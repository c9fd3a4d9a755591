//! File collection
//!
//! The `Collector` walks a resolved root and yields one `FileTask` per file
//! that survives the configured filters. The walk is lazy: paths are produced
//! as the dispatcher pulls them, so memory does not grow with tree size.
//!
//! - `filter` - extension, glob and size rules
//! - `git` - tracked-file filter backed by the git index

mod filter;
mod git;

use std::path::{Path, PathBuf};
use std::sync::Arc;

use ignore::{Walk, WalkBuilder};
use tracing::{debug, warn};

use crate::config::FilterConfig;
use crate::error::{PackError, Result};
use crate::resolve::relative_path;

pub use filter::PathFilter;
pub use git::GitFilter;

/// One collected file: its absolute path and position in collection order.
#[derive(Debug, Clone, PartialEq, Eq)]
pub struct FileTask {
    pub index: usize,
    pub path: PathBuf,
}

/// Walks a root directory and applies a `FilterConfig`.
pub struct Collector {
    root: PathBuf,
    config: Arc<FilterConfig>,
    filter: Arc<PathFilter>,
}

impl Collector {
    pub fn new(root: &Path, config: Arc<FilterConfig>) -> Result<Self> {
        let filter = PathFilter::new(&config)?;
        Ok(Self {
            root: root.to_path_buf(),
            config,
            filter: Arc::new(filter),
        })
    }

    /// Start the walk. Fails if the root itself cannot be read.
    pub fn paths(&self) -> Result<CollectedPaths> {
        std::fs::read_dir(&self.root).map_err(|e| PackError::fs("read", &self.root, e))?;

        let git = if self.config.tracked_only {
            let filter = GitFilter::new(&self.root);
            match &filter {
                Some(git) => debug!(
                    repo = %git.repo_root().display(),
                    tracked = git.tracked_count(),
                    "tracked-only filter enabled"
                ),
                None => warn!(
                    root = %self.root.display(),
                    "not a git repository, tracked-only filter disabled"
                ),
            }
            filter
        } else {
            None
        };

        let respect = self.config.respect_gitignore;
        let mut builder = WalkBuilder::new(&self.root);
        builder
            .hidden(!self.config.hidden)
            .ignore(respect)
            .git_ignore(respect)
            .git_global(respect)
            .git_exclude(respect)
            .parents(respect)
            .follow_links(false)
            .sort_by_file_name(|a, b| a.cmp(b));

        let root = self.root.clone();
        let entry_filter = Arc::clone(&self.filter);
        builder.filter_entry(move |entry| {
            if entry.depth() == 0 {
                return true;
            }
            let name = entry.file_name().to_string_lossy();
            let rel = relative_path(&root, entry.path());
            !entry_filter.is_ignored(&name, &rel)
        });

        Ok(CollectedPaths {
            walk: builder.build(),
            filter: Arc::clone(&self.filter),
            git,
            next_index: 0,
            skipped_dirs: 0,
        })
    }
}

/// Lazy sequence of collected files. Consumed once.
pub struct CollectedPaths {
    walk: Walk,
    filter: Arc<PathFilter>,
    git: Option<GitFilter>,
    next_index: usize,
    skipped_dirs: usize,
}

impl CollectedPaths {
    /// Entries that could not be traversed and were skipped
    pub fn skipped_dirs(&self) -> usize {
        self.skipped_dirs
    }

    /// Files yielded so far
    pub fn collected(&self) -> usize {
        self.next_index
    }

    fn accepts(&self, path: &Path, size: Option<u64>) -> bool {
        if !self.filter.extension_allowed(path) {
            return false;
        }
        if let Some(size) = size {
            if !self.filter.size_allowed(size) {
                debug!(path = %path.display(), size, "excluded by size threshold");
                return false;
            }
        }
        match &self.git {
            Some(git) => git.is_tracked(path),
            None => true,
        }
    }
}

impl Iterator for CollectedPaths {
    type Item = FileTask;

    fn next(&mut self) -> Option<FileTask> {
        loop {
            let entry = match self.walk.next()? {
                Ok(entry) => entry,
                Err(err) => {
                    warn!(error = %err, "skipping unreadable entry");
                    self.skipped_dirs += 1;
                    continue;
                }
            };

            if !entry.file_type().is_some_and(|t| t.is_file()) {
                continue;
            }

            let size = entry.metadata().ok().map(|m| m.len());
            if !self.accepts(entry.path(), size) {
                continue;
            }

            let task = FileTask {
                index: self.next_index,
                path: entry.into_path(),
            };
            self.next_index += 1;
            return Some(task);
        }
    }
}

» Action item:
For the records above, restate every line word for word.

» Problem solution:
repository c9fd3a4d9a755591
//! File collection
//!
//! The `Collector` walks a resolved root and yields one `FileTask` per file
//! that survives the configured filters. The walk is lazy: paths are produced
//! as the dispatcher pulls them, so memory does not grow with tree size.
//!
//! - `filter` - extension, glob and size rules
//! - `git` - tracked-file filter backed by the git index

mod filter;
mod git;

use std::path::{Path, PathBuf};
use std::sync::Arc;

use ignore::{Walk, WalkBuilder};
use tracing::{debug, warn};

use crate::config::FilterConfig;
use crate::error::{PackError, Result};
use crate::resolve::relative_path;

pub use filter::PathFilter;
pub use git::GitFilter;

/// One collected file: its absolute path and position in collection order.
#[derive(Debug, Clone, PartialEq, Eq)]
pub struct FileTask {
    pub index: usize,
    pub path: PathBuf,
}

/// Walks a root directory and applies a `FilterConfig`.
pub struct Collector {
    root: PathBuf,
    config: Arc<FilterConfig>,
    filter: Arc<PathFilter>,
}

impl Collector {
    pub fn new(root: &Path, config: Arc<FilterConfig>) -> Result<Self> {
        let filter = PathFilter::new(&config)?;
        Ok(Self {
            root: root.to_path_buf(),
            config,
            filter: Arc::new(filter),
        })
    }

    /// Start the walk. Fails if the root itself cannot be read.
    pub fn paths(&self) -> Result<CollectedPaths> {
        std::fs::read_dir(&self.root).map_err(|e| PackError::fs("read", &self.root, e))?;

        let git = if self.config.tracked_only {
            let filter = GitFilter::new(&self.root);
            match &filter {
                Some(git) => debug!(
                    repo = %git.repo_root().display(),
                    tracked = git.tracked_count(),
                    "tracked-only filter enabled"
                ),
                None => warn!(
                    root = %self.root.display(),
                    "not a git repository, tracked-only filter disabled"
                ),
            }
            filter
        } else {
            None
        };

        let respect = self.config.respect_gitignore;
        let mut builder = WalkBuilder::new(&self.root);
        builder
            .hidden(!self.config.hidden)
            .ignore(respect)
            .git_ignore(respect)
            .git_global(respect)
            .git_exclude(respect)
            .parents(respect)
            .follow_links(false)
            .sort_by_file_name(|a, b| a.cmp(b));

        let root = self.root.clone();
        let entry_filter = Arc::clone(&self.filter);
        builder.filter_entry(move |entry| {
            if entry.depth() == 0 {
                return true;
            }
            let name = entry.file_name().to_string_lossy();
            let rel = relative_path(&root, entry.path());
            !entry_filter.is_ignored(&name, &rel)
        });

        Ok(CollectedPaths {
            walk: builder.build(),
            filter: Arc::clone(&self.filter),
            git,
            next_index: 0,
            skipped_dirs: 0,
        })
    }
}

/// Lazy sequence of collected files. Consumed once.
pub struct CollectedPaths {
    walk: Walk,
    filter: Arc<PathFilter>,
    git: Option<GitFilter>,
    next_index: usize,
    skipped_dirs: usize,
}

impl CollectedPaths {
    /// Entries that could not be traversed and were skipped
    pub fn skipped_dirs(&self) -> usize {
        self.skipped_dirs
    }

    /// Files yielded so far
    pub fn collected(&self) -> usize {
        self.next_index
    }

    fn accepts(&self, path: &Path, size: Option<u64>) -> bool {
        if !self.filter.extension_allowed(path) {
            return false;
        }
        if let Some(size) = size {
            if !self.filter.size_allowed(size) {
                debug!(path = %path.display(), size, "excluded by size threshold");
                return false;
            }
        }
        match &self.git {
            Some(git) => git.is_tracked(path),
            None => true,
        }
    }
}

impl Iterator for CollectedPaths {
    type Item = FileTask;

    fn next(&mut self) -> Option<FileTask> {
        loop {
            let entry = match self.walk.next()? {
                Ok(entry) => entry,
                Err(err) => {
                    warn!(error = %err, "skipping unreadable entry");
                    self.skipped_dirs += 1;
                    continue;
                }
            };

            if !entry.file_type().is_some_and(|t| t.is_file()) {
                continue;
            }

            let size = entry.metadata().ok().map(|m| m.len());
            if !self.accepts(entry.path(), size) {
                continue;
            }

            let task = FileTask {
                index: self.next_index,
                path: entry.into_path(),
            };
            self.next_index += 1;
            return Some(task);
        }
    }
}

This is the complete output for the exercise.